-- Source records follows --

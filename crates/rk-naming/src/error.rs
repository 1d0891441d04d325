//! Error types of the naming subsystem

use std::fmt;

use rk_cad::CadError;
use thiserror::Error;
use uuid::Uuid;

use crate::shape_id::FeatureId;

/// Expected failure of a mutation
///
/// Raised inside a transaction when an operation fails in a way the user can
/// recover from. `atomic` rolls back and suppresses it.
#[derive(Debug, Clone, Error)]
pub enum RollbackError {
    #[error("Operation produced an empty result: {0}")]
    EmptyResult(String),

    #[error("Feature {feature_id} failed: {reason}")]
    FeatureFailed { feature_id: FeatureId, reason: String },

    #[error("Validation failed: {0}")]
    Validation(String),
}

/// Errors of the naming subsystem
#[derive(Debug, Clone, Error)]
pub enum NamingError {
    #[error("CAD kernel error: {0}")]
    Cad(#[from] CadError),

    #[error("Rolled back: {0}")]
    Rollback(#[from] RollbackError),

    #[error("Body not found: {0}")]
    BodyNotFound(Uuid),

    #[error("Feature not found: {0}")]
    FeatureNotFound(FeatureId),

    #[error("Invalid feature: {0}")]
    InvalidFeature(String),

    #[error("Transaction error: {0}")]
    Transaction(String),

    #[error("Invalid configuration: {0}")]
    Config(String),

    #[error("IO error: {0}")]
    Io(String),

    #[error("Serialization error: {0}")]
    Serialize(String),

    #[error("Deserialization error: {0}")]
    Deserialize(String),
}

/// Result type for naming operations
pub type NamingResult<T> = Result<T, NamingError>;

/// Classified result of a kernel operation
#[derive(Debug, Clone, PartialEq, Eq)]
pub enum OperationOutcome {
    Success,
    /// The kernel rejected the inputs as producing no valid solid
    EmptyResult(String),
    /// Any other kernel failure
    KernelError(String),
}

impl OperationOutcome {
    pub fn is_success(&self) -> bool {
        matches!(self, OperationOutcome::Success)
    }
}

impl From<CadError> for OperationOutcome {
    fn from(err: CadError) -> Self {
        match err {
            CadError::EmptyResult(msg) => OperationOutcome::EmptyResult(msg),
            other => OperationOutcome::KernelError(other.to_string()),
        }
    }
}

impl fmt::Display for OperationOutcome {
    fn fmt(&self, f: &mut fmt::Formatter<'_>) -> fmt::Result {
        match self {
            OperationOutcome::Success => write!(f, "success"),
            OperationOutcome::EmptyResult(msg) => write!(f, "empty result: {}", msg),
            OperationOutcome::KernelError(msg) => write!(f, "kernel error: {}", msg),
        }
    }
}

-- Source records concluded --

Directions => All of the material must be given again without any change.

Task answer =>
filename crates/rk-naming/src/error.rs
repository 1d0891441d04d325
//! Error types of the naming subsystem

use std::fmt;

use rk_cad::CadError;
use thiserror::Error;
use uuid::Uuid;

use crate::shape_id::FeatureId;

/// Expected failure of a mutation
///
/// Raised inside a transaction when an operation fails in a way the user can
/// recover from. `atomic` rolls back and suppresses it.
#[derive(Debug, Clone, Error)]
pub enum RollbackError {
    #[error("Operation produced an empty result: {0}")]
    EmptyResult(String),

    #[error("Feature {feature_id} failed: {reason}")]
    FeatureFailed { feature_id: FeatureId, reason: String },

    #[error("Validation failed: {0}")]
    Validation(String),
}

/// Errors of the naming subsystem
#[derive(Debug, Clone, Error)]
pub enum NamingError {
    #[error("CAD kernel error: {0}")]
    Cad(#[from] CadError),

    #[error("Rolled back: {0}")]
    Rollback(#[from] RollbackError),

    #[error("Body not found: {0}")]
    BodyNotFound(Uuid),

    #[error("Feature not found: {0}")]
    FeatureNotFound(FeatureId),

    #[error("Invalid feature: {0}")]
    InvalidFeature(String),

    #[error("Transaction error: {0}")]
    Transaction(String),

    #[error("Invalid configuration: {0}")]
    Config(String),

    #[error("IO error: {0}")]
    Io(String),

    #[error("Serialization error: {0}")]
    Serialize(String),

    #[error("Deserialization error: {0}")]
    Deserialize(String),
}

/// Result type for naming operations
pub type NamingResult<T> = Result<T, NamingError>;

/// Classified result of a kernel operation
#[derive(Debug, Clone, PartialEq, Eq)]
pub enum OperationOutcome {
    Success,
    /// The kernel rejected the inputs as producing no valid solid
    EmptyResult(String),
    /// Any other kernel failure
    KernelError(String),
}

impl OperationOutcome {
    pub fn is_success(&self) -> bool {
        matches!(self, OperationOutcome::Success)
    }
}

impl From<CadError> for OperationOutcome {
    fn from(err: CadError) -> Self {
        match err {
            CadError::EmptyResult(msg) => OperationOutcome::EmptyResult(msg),
            other => OperationOutcome::KernelError(other.to_string()),
        }
    }
}

impl fmt::Display for OperationOutcome {
    fn fmt(&self, f: &mut fmt::Formatter<'_>) -> fmt::Result {
        match self {
            OperationOutcome::Success => write!(f, "success"),
            OperationOutcome::EmptyResult(msg) => write!(f, "empty result: {}", msg),
            OperationOutcome::KernelError(msg) => write!(f, "kernel error: {}", msg),
        }
    }
}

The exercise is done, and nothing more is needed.